Verdadeiramente essa é a principal razão pela qual os portugueses emigram. Após um pico nos anos 60, em que, face às precárias condições de vida, muitos portugueses se fizeram à estrada, a emigração acalmou com a queda do Estado Novo, algo que deu ânimo e esperança à população. Contudo, a tendência viria a inverter-se, acentuando-se na última década. Em 2020, mesmo estando os números em queda desde o recorde de 2014, ainda foram quase 70 mil os portugueses que emigraram. E se a globalização poderia ser um argumento, é de ressalvar que, de entre todos os estados-membros que aderiram à UE no século XX, só Portugal tem mais nacionais emigrados que estrangeiros no país, realçando o mau exemplo que o país é no contexto europeu.
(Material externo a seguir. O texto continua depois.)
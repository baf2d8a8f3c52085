//! `RetryPlanner` -- computes how long an agent should sleep before
//! calling `request_next_task` again when nothing was assignable.
//!
//! Pure function over the set of blocking leases, so agents poll
//! intelligently instead of hammering the server.

use chrono::{DateTime, Utc};
use marcus_db::models::Lease;

const MIN_RETRY: i64 = 30;
const MAX_RETRY: i64 = 900;
const NO_BLOCKERS_RETRY: i64 = 900;

/// One blocking task's remaining estimate, as seen by the planner.
#[derive(Debug, Clone, Copy)]
pub struct Blocker {
    pub lease: Option<BlockerLease>,
    pub estimated_hours: f64,
}

#[derive(Debug, Clone, Copy)]
pub struct BlockerLease {
    pub expires_at: DateTime<Utc>,
}

impl Blocker {
    pub fn from_lease(lease: &Lease, estimated_hours: f64) -> Self {
        Self {
            lease: Some(BlockerLease {
                expires_at: lease.expires_at,
            }),
            estimated_hours,
        }
    }
}

/// Compute `retry_after_seconds` for a `no_task` response.
///
/// `blockers` is the set of tasks blocking the candidate set (incomplete
/// dependencies of any TODO task the agent could otherwise do).
/// `unlocks_two_or_more` is true if any blocker's completion would unlock
/// at least 2 parallel-eligible tasks, halving the result.
pub fn compute_retry_after(now: DateTime<Utc>, blockers: &[Blocker], unlocks_two_or_more: bool) -> i64 {
    if blockers.is_empty() {
        return NO_BLOCKERS_RETRY;
    }

    let min_eta = blockers
        .iter()
        .map(|b| eta_seconds(now, b))
        .fold(i64::MAX, i64::min);

    let mut retry = ((0.6 * min_eta as f64).round() as i64).clamp(MIN_RETRY, MAX_RETRY);
    if unlocks_two_or_more {
        retry = (retry / 2).max(MIN_RETRY);
    }
    retry
}

fn eta_seconds(now: DateTime<Utc>, blocker: &Blocker) -> i64 {
    let half_estimate = (0.5 * blocker.estimated_hours * 3600.0) as i64;
    match blocker.lease {
        Some(lease) => {
            let remaining = (lease.expires_at - now).num_seconds().max(0);
            remaining.max(half_estimate)
        }
        None => half_estimate,
    }
}

#[cfg(test)]
mod tests {
    use super::*;
    use chrono::Duration;

    fn blocker(remaining_secs: i64, hours: f64) -> Blocker {
        let now = Utc::now();
        Blocker {
            lease: Some(BlockerLease {
                expires_at: now + Duration::seconds(remaining_secs),
            }),
            estimated_hours: hours,
        }
    }

    #[test]
    fn no_blockers_returns_max_retry() {
        assert_eq!(compute_retry_after(Utc::now(), &[], false), NO_BLOCKERS_RETRY);
    }

    #[test]
    fn retry_scales_with_min_eta() {
        let now = Utc::now();
        let b = blocker(100, 0.0);
        let retry = compute_retry_after(now, &[b], false);
        assert_eq!(retry, (0.6 * 100.0).round() as i64);
    }

    #[test]
    fn retry_clamped_to_minimum() {
        let now = Utc::now();
        let b = blocker(1, 0.0);
        assert_eq!(compute_retry_after(now, &[b], false), MIN_RETRY);
    }

    #[test]
    fn retry_clamped_to_maximum() {
        let now = Utc::now();
        let b = blocker(100_000, 0.0);
        assert_eq!(compute_retry_after(now, &[b], false), MAX_RETRY);
    }

    #[test]
    fn unlocking_two_tasks_halves_retry() {
        let now = Utc::now();
        let b = blocker(1000, 0.0);
        let without_boost = compute_retry_after(now, &[b], false);
        let with_boost = compute_retry_after(now, &[b], true);
        assert_eq!(with_boost, (without_boost / 2).max(MIN_RETRY));
    }

    #[test]
    fn eta_uses_larger_of_lease_remaining_and_half_estimate() {
        let now = Utc::now();
        // Lease remaining is tiny, but estimated_hours implies a longer ETA.
        let b = blocker(1, 10.0);
        let retry = compute_retry_after(now, &[b], false);
        let expected_eta = 0.5 * 10.0 * 3600.0;
        assert_eq!(retry, ((0.6 * expected_eta).round() as i64).clamp(MIN_RETRY, MAX_RETRY));
    }
}
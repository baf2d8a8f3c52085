//! Shared test utilities for marcus integration tests.
//!
//! Provides a PostgreSQL instance shared across tests. Each test gets its
//! own database within the instance.
//!
//! Two modes:
//! - **`MARCUS_TEST_PG_URL`** set (nextest setup script): use the external
//!   container directly. No testcontainers overhead per process.
//! - **No env var** (`cargo test`): spin up a container via testcontainers,
//!   shared per binary through a `OnceCell`.

use std::time::Duration;

use sqlx::postgres::PgPoolOptions;
use sqlx::{Executor, PgPool};
use testcontainers::ContainerAsync;
use testcontainers::ImageExt;
use testcontainers::runners::AsyncRunner;
use testcontainers_modules::postgres::Postgres;
use tokio::sync::OnceCell;
use uuid::Uuid;

use marcus_db::pool;

/// Shared container state: base URL and optional container handle (kept alive).
struct SharedPg {
    base_url: String,
    /// Held to keep the container alive. `None` when using an external URL.
    _container: Option<ContainerAsync<Postgres>>,
}

/// Lazily-initialized shared PostgreSQL.
static SHARED_PG: OnceCell<SharedPg> = OnceCell::const_new();

async fn init_shared_pg() -> SharedPg {
    // If a setup script already started a container, use that directly.
    if let Ok(url) = std::env::var("MARCUS_TEST_PG_URL") {
        return SharedPg {
            base_url: url,
            _container: None,
        };
    }

    let container = Postgres::default()
        .with_tag("18")
        .start()
        .await
        .expect("failed to start PostgreSQL container");

    let host = container.get_host().await.expect("failed to get host");
    let port = container
        .get_host_port_ipv4(5432)
        .await
        .expect("failed to get mapped port");

    let base_url = format!("postgresql://postgres:postgres@{host}:{port}");

    SharedPg {
        base_url,
        _container: Some(container),
    }
}

/// Base URL for the shared PostgreSQL.
///
/// Lazily starts a container on first call (unless `MARCUS_TEST_PG_URL` is
/// set). The URL points at the server root (no database name appended).
pub async fn pg_url() -> &'static str {
    let shared = SHARED_PG.get_or_init(init_shared_pg).await;
    &shared.base_url
}

/// Create a temporary database with migrations applied.
///
/// Returns `(pool, db_name)`. The pool connects to a uniquely-named
/// database within the shared instance. Call [`drop_test_db`] with the
/// returned `db_name` when the test is done.
pub async fn create_test_db() -> (PgPool, String) {
    let base_url = pg_url().await;

    // Connect to the default "postgres" database to issue CREATE DATABASE.
    let maint_url = format!("{base_url}/postgres");
    let maint_pool = PgPoolOptions::new()
        .max_connections(1)
        .acquire_timeout(Duration::from_secs(30))
        .connect(&maint_url)
        .await
        .expect("failed to connect to maintenance database in container");

    let db_name = format!("marcus_test_{}", Uuid::new_v4().simple());
    let stmt = format!("CREATE DATABASE {db_name}");
    maint_pool
        .execute(stmt.as_str())
        .await
        .unwrap_or_else(|e| panic!("failed to create temp database {db_name}: {e}"));
    maint_pool.close().await;

    // Connect to the new database and run migrations.
    let temp_url = format!("{base_url}/{db_name}");
    let temp_pool = PgPoolOptions::new()
        .max_connections(5)
        .acquire_timeout(Duration::from_secs(30))
        .connect(&temp_url)
        .await
        .unwrap_or_else(|e| panic!("failed to connect to temp database {db_name}: {e}"));

    pool::run_migrations(&temp_pool, pool::default_migrations_path())
        .await
        .expect("migrations should succeed");

    (temp_pool, db_name)
}

/// Drop a temporary database.
///
/// Terminates existing connections and drops the database. Safe to call
/// even if the database was already dropped.
pub async fn drop_test_db(db_name: &str) {
    let base_url = pg_url().await;
    let maint_url = format!("{base_url}/postgres");

    let maint_pool = PgPoolOptions::new()
        .max_connections(1)
        .acquire_timeout(Duration::from_secs(30))
        .connect(&maint_url)
        .await
        .expect("failed to connect to maintenance database for cleanup");

    // Terminate existing connections first.
    let terminate = format!(
        "SELECT pg_terminate_backend(pid) \
         FROM pg_stat_activity \
         WHERE datname = '{db_name}' AND pid <> pg_backend_pid()"
    );
    let _ = maint_pool.execute(terminate.as_str()).await;

    let stmt = format!("DROP DATABASE IF EXISTS {db_name}");
    let _ = maint_pool.execute(stmt.as_str()).await;
    maint_pool.close().await;
}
Estes são dados poucos surpreendentes. Basicamente, em períodos de maior sufoco os portugueses emigram, e em períodos de maior otimismo social, a emigração cai. Apesar de óbvios, estes dados permitem retirar uma conclusão: os portugueses não emigram porque desejam, emigram por necessidade. Por outras palavras, se os portugueses encontrassem condições e oportunidades na sua terra, não as procurariam fora dela. Assim, quem calcorreie as ruas de Saint-Gilles, em Bruxelas, ou de Esch-sur-Alzette, no Luxemburgo, ouve frequentemente falar em saudade e em orgulho nas suas origens, mas raramente encontra alguém disposto a abdicar do contexto em que vive em função desses sentimentos.
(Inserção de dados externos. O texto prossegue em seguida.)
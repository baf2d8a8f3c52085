//! `LeaseMonitor` -- the background reaper.
//!
//! Runs every `interval` (default 30s). For each expired lease: releases
//! it, unassigns and resets the task on the kanban board, and logs a
//! reclamation event. Also performs liveness pings: agents silent for
//! longer than `2 * average_lease` since `last_seen_at` have their leases
//! flagged eligible for early reclamation on the next tick.

use std::time::Duration;

use chrono::Utc;
use marcus_db::models::{Lease, ReleaseReason, TaskStatus};
use sqlx::PgPool;
use tracing::{info, warn};
use uuid::Uuid;

use crate::assignment::AssignmentStore;
use crate::error::{MarcusError, Result};
use crate::provider::KanbanProvider;

pub const DEFAULT_TICK_SECONDS: u64 = 30;

/// One tick's outcome, returned for logging and tests rather than
/// swallowed.
#[derive(Debug, Default)]
pub struct ReapReport {
    pub reclaimed: Vec<Uuid>,
    pub reclaim_errors: Vec<(Uuid, String)>,
}

pub struct LeaseMonitor {
    assignments: std::sync::Arc<AssignmentStore>,
    pool: PgPool,
    tick: Duration,
}

impl LeaseMonitor {
    pub fn new(assignments: std::sync::Arc<AssignmentStore>, pool: PgPool) -> Self {
        Self {
            assignments,
            pool,
            tick: Duration::from_secs(DEFAULT_TICK_SECONDS),
        }
    }

    pub fn with_tick(mut self, tick: Duration) -> Self {
        self.tick = tick;
        self
    }

    /// Run the reaper loop forever. Intended to be spawned as a
    /// long-lived background task by `marcus-cli`'s server bootstrap.
    pub async fn run(&self, provider: &dyn KanbanProvider) {
        let mut interval = tokio::time::interval(self.tick);
        loop {
            interval.tick().await;
            match self.reap_once(provider).await {
                Ok(report) if !report.reclaimed.is_empty() || !report.reclaim_errors.is_empty() => {
                    info!(
                        reclaimed = report.reclaimed.len(),
                        errors = report.reclaim_errors.len(),
                        "lease monitor tick reclaimed expired leases"
                    );
                }
                Ok(_) => {}
                Err(e) => warn!(error = %e, "lease monitor tick failed"),
            }
        }
    }

    /// Reclaim every lease expired as of now. Exposed separately from
    /// `run` so tests and manual triggers don't need a background task.
    pub async fn reap_once(&self, provider: &dyn KanbanProvider) -> Result<ReapReport> {
        let expired = self.assignments.list_expired(Utc::now()).await?;
        let mut report = ReapReport::default();

        for lease in expired {
            match self.reclaim(&lease, provider).await {
                Ok(()) => report.reclaimed.push(lease.task_id),
                Err(e) => report.reclaim_errors.push((lease.task_id, e.to_string())),
            }
        }

        Ok(report)
    }

    async fn reclaim(&self, lease: &Lease, provider: &dyn KanbanProvider) -> Result<()> {
        self.assignments
            .release(lease.task_id, ReleaseReason::Expired)
            .await?;

        if let Err(e) = provider.unassign_task(lease.task_id).await {
            warn!(task_id = %lease.task_id, error = %e, "failed to unassign reclaimed task on provider");
        }
        if let Err(e) = provider.update_status(lease.task_id, TaskStatus::Todo).await {
            warn!(task_id = %lease.task_id, error = %e, "failed to reset reclaimed task status on provider");
        }

        // The provider write above mirrors to a remote board; the durable
        // `tasks` row the kernel itself owns needs its own reset back to
        // TODO/unassigned, same as `reset_orphaned_tasks` does for startup
        // reconciliation.
        marcus_db::queries::tasks::reset_orphaned_tasks(&self.pool, lease.project_id)
            .await
            .map_err(|e| MarcusError::Internal(e.to_string()))?;

        info!(task_id = %lease.task_id, agent_id = %lease.agent_id, "task reclaimed from expired lease");
        Ok(())
    }

    /// Whether an agent should be treated as silent long enough that its
    /// leases are eligible for early reclamation: no tool call since
    /// `last_seen_at + 2 * average_lease`.
    pub fn is_agent_silent(
        last_seen_at: chrono::DateTime<Utc>,
        average_lease: chrono::Duration,
        now: chrono::DateTime<Utc>,
    ) -> bool {
        now > last_seen_at + average_lease * 2
    }
}
//! The coordination kernel: TaskGraph, Scheduler, AssignmentStore,
//! LeaseMonitor, ContextService, DecisionLog/ArtifactStore, RetryPlanner,
//! ProjectBuilder/ProjectRegistry, the `KanbanProvider` trait and its
//! registry, the circuit breaker, and the error taxonomy.
//!
//! No transport or persistence wiring lives here -- `marcus-db` owns SQL,
//! `marcus-cli` owns the MCP surface and process bootstrap.

pub mod artifact;
pub mod assignment;
pub mod circuit_breaker;
pub mod context;
pub mod decision;
pub mod dispatcher;
pub mod error;
pub mod graph;
pub mod lease_monitor;
pub mod project;
pub mod provider;
pub mod retry;
pub mod scheduler;

pub use dispatcher::ToolDispatcher;
pub use error::{MarcusError, Result};
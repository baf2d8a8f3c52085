//! `DecisionLog` -- the append-only record of agent-authored decisions.
//!
//! `log_decision` validates the caller holds the lease on the task, then
//! appends to `marcus_db::queries::decisions` and publishes the decision to
//! the kanban card via `KanbanProvider::add_comment` for auditability.

use marcus_db::models::Decision;
use marcus_db::queries::decisions::{self, NewDecision};
use sqlx::PgPool;
use uuid::Uuid;

use crate::assignment::AssignmentStore;
use crate::error::{MarcusError, Result};
use crate::provider::KanbanProvider;

pub struct DecisionLog {
    pool: PgPool,
}

impl DecisionLog {
    pub fn new(pool: PgPool) -> Self {
        Self { pool }
    }

    /// Record a decision and publish it to the kanban card.
    ///
    /// `affects_tasks` references are accepted and stored verbatim, even
    /// across projects: a decision always attaches to `task_id`'s own
    /// project for indexing, and `ContextService` simply finds nothing for
    /// a referenced task that turns out not to be a dependency or sibling.
    #[allow(clippy::too_many_arguments)]
    pub async fn log_decision(
        &self,
        assignments: &AssignmentStore,
        provider: &dyn KanbanProvider,
        project_id: Uuid,
        task_id: Uuid,
        agent_id: &str,
        what: String,
        why: String,
        impact: String,
        affects_tasks: Vec<Uuid>,
    ) -> Result<Decision> {
        assignments.assert_owner(task_id, agent_id).await?;

        let decision = decisions::insert_decision(
            &self.pool,
            &NewDecision {
                project_id,
                task_id,
                agent_id: agent_id.to_string(),
                what: what.clone(),
                why: why.clone(),
                impact: impact.clone(),
                affects_tasks,
            },
        )
        .await
        .map_err(|e| MarcusError::Internal(e.to_string()))?;

        let comment = format!("**Decision by {agent_id}**\n\nWhat: {what}\nWhy: {why}\nImpact: {impact}");
        if let Err(e) = provider.add_comment(task_id, &comment).await {
            // Publishing to the board is best-effort auditability, not the
            // source of truth; the decision is already durable.
            tracing::warn!(error = %e, task_id = %task_id, "failed to publish decision comment");
        }

        Ok(decision)
    }

    pub async fn list_for_task(&self, task_id: Uuid) -> Result<Vec<Decision>> {
        decisions::list_decisions_for_task(&self.pool, task_id)
            .await
            .map_err(|e| MarcusError::Internal(e.to_string()))
    }

    pub async fn list_affecting(&self, task_ids: &[Uuid], affected_task: Uuid) -> Result<Vec<Decision>> {
        decisions::list_decisions_affecting(&self.pool, task_ids, affected_task)
            .await
            .map_err(|e| MarcusError::Internal(e.to_string()))
    }
}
Perante isto, urge uma reflexão por parte dos portugueses, em particular aqueles que vivem no estrangeiro. Portugal tem de deixar de ser visto apenas como um destino de férias mas também como um país com muito potencial. O tempo com familiares e amigos não pode servir só para matar saudades mas também para os espicaçar a exigir mais aos governos e classe política no geral. Quem todos os dias tem contacto com uma realidade que também poderia existir em Portugal não se deve resignar à condição dicotómica de que ou tem Portugal ou tem uma vida digna.
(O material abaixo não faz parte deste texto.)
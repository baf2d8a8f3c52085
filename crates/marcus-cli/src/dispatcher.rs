//! The `rmcp` adapter: one `#[tool]` method per entry in the tool surface,
//! each parsing its arguments and delegating to `marcus_core::ToolDispatcher`.
//!
//! The dispatcher itself is transport-agnostic and unit-tested without any
//! of this; this layer only translates JSON-RPC tool calls into dispatcher
//! calls and back, mapping a dispatcher `Err` into a `{ok:false, error,
//! hint}` tool response rather than a transport-level error -- agents see a
//! normal (if unsuccessful) result they can act on.

use std::sync::Arc;

use marcus_core::ToolDispatcher;
use rmcp::handler::server::router::tool::ToolRouter;
use rmcp::model::{CallToolResult, Content, ServerCapabilities, ServerInfo};
use rmcp::{tool, tool_handler, tool_router, ErrorData as McpError, ServerHandler};
use uuid::Uuid;

#[derive(Clone)]
pub struct McpHandler {
    dispatcher: Arc<ToolDispatcher>,
    tool_router: ToolRouter<Self>,
}

impl McpHandler {
    pub fn new(dispatcher: Arc<ToolDispatcher>) -> Self {
        Self {
            dispatcher,
            tool_router: Self::tool_router(),
        }
    }
}

fn parse_uuid(field: &str, value: &str) -> Result<Uuid, McpError> {
    Uuid::parse_str(value).map_err(|e| McpError::invalid_params(format!("invalid {field}: {e}")))
}

fn ok_result(value: serde_json::Value) -> Result<CallToolResult, McpError> {
    Ok(CallToolResult::success(vec![Content::text(
        value.to_string(),
    )]))
}

/// Every dispatcher call funnels through here: a hard `Err` becomes a
/// `{ok:false, error, hint}` tool response, never a transport error.
fn respond(result: marcus_core::Result<serde_json::Value>) -> Result<CallToolResult, McpError> {
    match result {
        Ok(value) => ok_result(value),
        Err(e) => ok_result(serde_json::json!({
            "ok": false,
            "error": e.code(),
            "hint": e.hint(),
        })),
    }
}

#[tool_router]
impl McpHandler {
    #[tool(description = "Register a worker agent with its skills and capacity")]
    async fn register_agent(
        &self,
        agent_id: String,
        name: String,
        role: String,
        skills: Vec<String>,
    ) -> Result<CallToolResult, McpError> {
        respond(self.dispatcher.register_agent(&agent_id, &name, &role, skills).await)
    }

    #[tool(description = "Request the next available task for an agent")]
    async fn request_next_task(&self, agent_id: String) -> Result<CallToolResult, McpError> {
        respond(self.dispatcher.request_next_task(&agent_id).await)
    }

    #[tool(description = "Report progress on an assigned task: in_progress, blocked, or completed")]
    async fn report_task_progress(
        &self,
        agent_id: String,
        task_id: String,
        status: String,
        progress: Option<f64>,
        message: Option<String>,
    ) -> Result<CallToolResult, McpError> {
        let task_id = parse_uuid("task_id", &task_id)?;
        respond(
            self.dispatcher
                .report_task_progress(&agent_id, task_id, &status, progress, message)
                .await,
        )
    }

    #[tool(description = "Report a blocker on an assigned task and get recovery suggestions")]
    async fn report_blocker(
        &self,
        agent_id: String,
        task_id: String,
        description: String,
        severity: String,
    ) -> Result<CallToolResult, McpError> {
        let task_id = parse_uuid("task_id", &task_id)?;
        respond(
            self.dispatcher
                .report_blocker(&agent_id, task_id, &description, &severity)
                .await,
        )
    }

    #[tool(description = "Release a held task back to the pool")]
    async fn release_task(&self, agent_id: String, task_id: String) -> Result<CallToolResult, McpError> {
        let task_id = parse_uuid("task_id", &task_id)?;
        respond(self.dispatcher.release_task(&agent_id, task_id).await)
    }

    #[tool(description = "Record a design/implementation decision on a held task")]
    async fn log_decision(
        &self,
        agent_id: String,
        task_id: String,
        what: String,
        why: String,
        impact: String,
        affects_tasks: Option<Vec<String>>,
    ) -> Result<CallToolResult, McpError> {
        let task_id = parse_uuid("task_id", &task_id)?;
        let affects_tasks = affects_tasks
            .unwrap_or_default()
            .iter()
            .map(|s| parse_uuid("affects_tasks[]", s))
            .collect::<Result<Vec<_>, _>>()?;
        respond(
            self.dispatcher
                .log_decision(&agent_id, task_id, what, why, impact, affects_tasks)
                .await,
        )
    }

    #[tool(description = "Log an artifact (file) produced while working a task")]
    async fn log_artifact(
        &self,
        agent_id: String,
        task_id: String,
        filename: String,
        r#type: String,
        content: String,
        description: String,
    ) -> Result<CallToolResult, McpError> {
        let task_id = parse_uuid("task_id", &task_id)?;
        respond(
            self.dispatcher
                .log_artifact(&agent_id, task_id, &filename, &r#type, &content, &description)
                .await,
        )
    }

    #[tool(description = "Assemble the context preamble for a task: dependency decisions, artifacts, conventions")]
    async fn get_task_context(&self, agent_id: String, task_id: String) -> Result<CallToolResult, McpError> {
        let _ = agent_id;
        let task_id = parse_uuid("task_id", &task_id)?;
        respond(self.dispatcher.get_task_context(task_id).await)
    }

    #[tool(description = "Create a project from a natural-language description, or add features to an existing one")]
    async fn create_project(
        &self,
        description: String,
        project_name: String,
        complexity: Option<String>,
        provider: Option<String>,
        project_id: Option<String>,
        mode: Option<String>,
    ) -> Result<CallToolResult, McpError> {
        let project_id = project_id.map(|id| parse_uuid("project_id", &id)).transpose()?;
        respond(
            self.dispatcher
                .create_project(
                    &description,
                    &project_name,
                    complexity.as_deref().unwrap_or("standard"),
                    provider.as_deref().unwrap_or("local"),
                    project_id,
                    mode.as_deref().unwrap_or("auto"),
                )
                .await,
        )
    }

    #[tool(description = "Register an existing external board as a Marcus project")]
    async fn add_project(
        &self,
        name: String,
        provider: String,
        config: Option<serde_json::Value>,
    ) -> Result<CallToolResult, McpError> {
        respond(
            self.dispatcher
                .add_project(&name, &provider, config.unwrap_or_else(|| serde_json::json!({})))
                .await,
        )
    }

    #[tool(description = "List every known project")]
    async fn list_projects(&self) -> Result<CallToolResult, McpError> {
        respond(self.dispatcher.list_projects().await)
    }

    #[tool(description = "Switch the active project for subsequent tool calls")]
    async fn switch_project(&self, project_id: String) -> Result<CallToolResult, McpError> {
        let project_id = parse_uuid("project_id", &project_id)?;
        respond(self.dispatcher.switch_project(project_id).await)
    }

    #[tool(description = "Get the currently active project")]
    async fn get_current_project(&self) -> Result<CallToolResult, McpError> {
        respond(self.dispatcher.get_current_project().await)
    }

    #[tool(description = "Find a project by name, optionally guiding creation if none matches")]
    async fn find_or_create_project(
        &self,
        project_name: String,
        create_if_missing: Option<bool>,
    ) -> Result<CallToolResult, McpError> {
        respond(
            self.dispatcher
                .find_or_create_project(&project_name, create_if_missing.unwrap_or(false))
                .await,
        )
    }

    #[tool(description = "Liveness check")]
    async fn ping(&self) -> Result<CallToolResult, McpError> {
        ok_result(self.dispatcher.ping())
    }
}

#[tool_handler]
impl ServerHandler for McpHandler {
    fn get_info(&self) -> ServerInfo {
        ServerInfo {
            instructions: Some(
                "Marcus coordinates autonomous worker agents over a dependency-ordered task \
                 graph. Call register_agent once, then request_next_task in a loop; report \
                 progress, blockers, decisions, and artifacts as you work."
                    .into(),
            ),
            capabilities: ServerCapabilities::builder().enable_tools().build(),
        }
    }
}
Se, regra geral, os portugueses que emigram conseguem acumular riqueza, o que é que se pode fazer para isso se tornar regra também em Portugal? A resposta mais pragmática de todas é: replicar no nosso país aquilo que teve sucesso noutros lados. Será um pouco simplista, mas a verdade é que reinventar a roda é um desperdício de energia. Há razões pelas quais as economias dos países “mais portugueses” são mais robustas. Se temos exemplos que funcionam, basta copiá-los e aperfeiçoá-los. No Benelux,os exemplos são muito distintos. Por exemplo, a fiscalidade light dos Países Baixos contrasta com o pesado sistema fiscal belga. Todavia, é muito mais aquilo que une os três países que aquilo que os separa. Nos três, políticas amigas do progresso e do risco sempre foram uma constante. Nos três, a mentalidade vigente incorpora a ideia de que a melhor pessoa para decidir sobre a sua vida é sempre a própria pessoa. Em dois (na Bélgica nem tanto), a liberdade económica é a chave que sustenta toda uma economia. No fundo, os portugueses residentes no Benelux podem testemunhar em direto os resultados de longos períodos marcados por políticas liberais. Dirão que nem tudo é um mar de rosas. É evidente que não é, mas se a conjuntura nestes locais não fosse um enorme upgrade face à encontrada em Portugal poucos portugueses constituiriam aí raízes.

Há uma componente cultural nos dados da migração que não pode ser negligenciada? Claro que sim. Portugal sempre foi um país de aventureiros, pelo que perante as dificuldades, os portugueses fazem-se à vida. É redutor partir dos dados da emigração e fazer uma extrapolação tão grande para o estado de Portugal? Talvez o seja, a realidade nunca é assim tão simples, é sempre multifatorial. Porém, o facto de a diáspora ser tão grande e vasta tem um significado profundo. Uma boa parte dos emigrantes, se pudesse voltar ao seu país mantendo o estilo de vida que tem no estrangeiro, não hesitaria em regressar, pelo que se permanece longe de casa, é porque tem motivos. Cabe a Portugal tornar-se um país capaz de oferecer amplamente condições dignas a todos os portugueses, e cabe-nos a nós, emigrantes, fazer pressão por isso.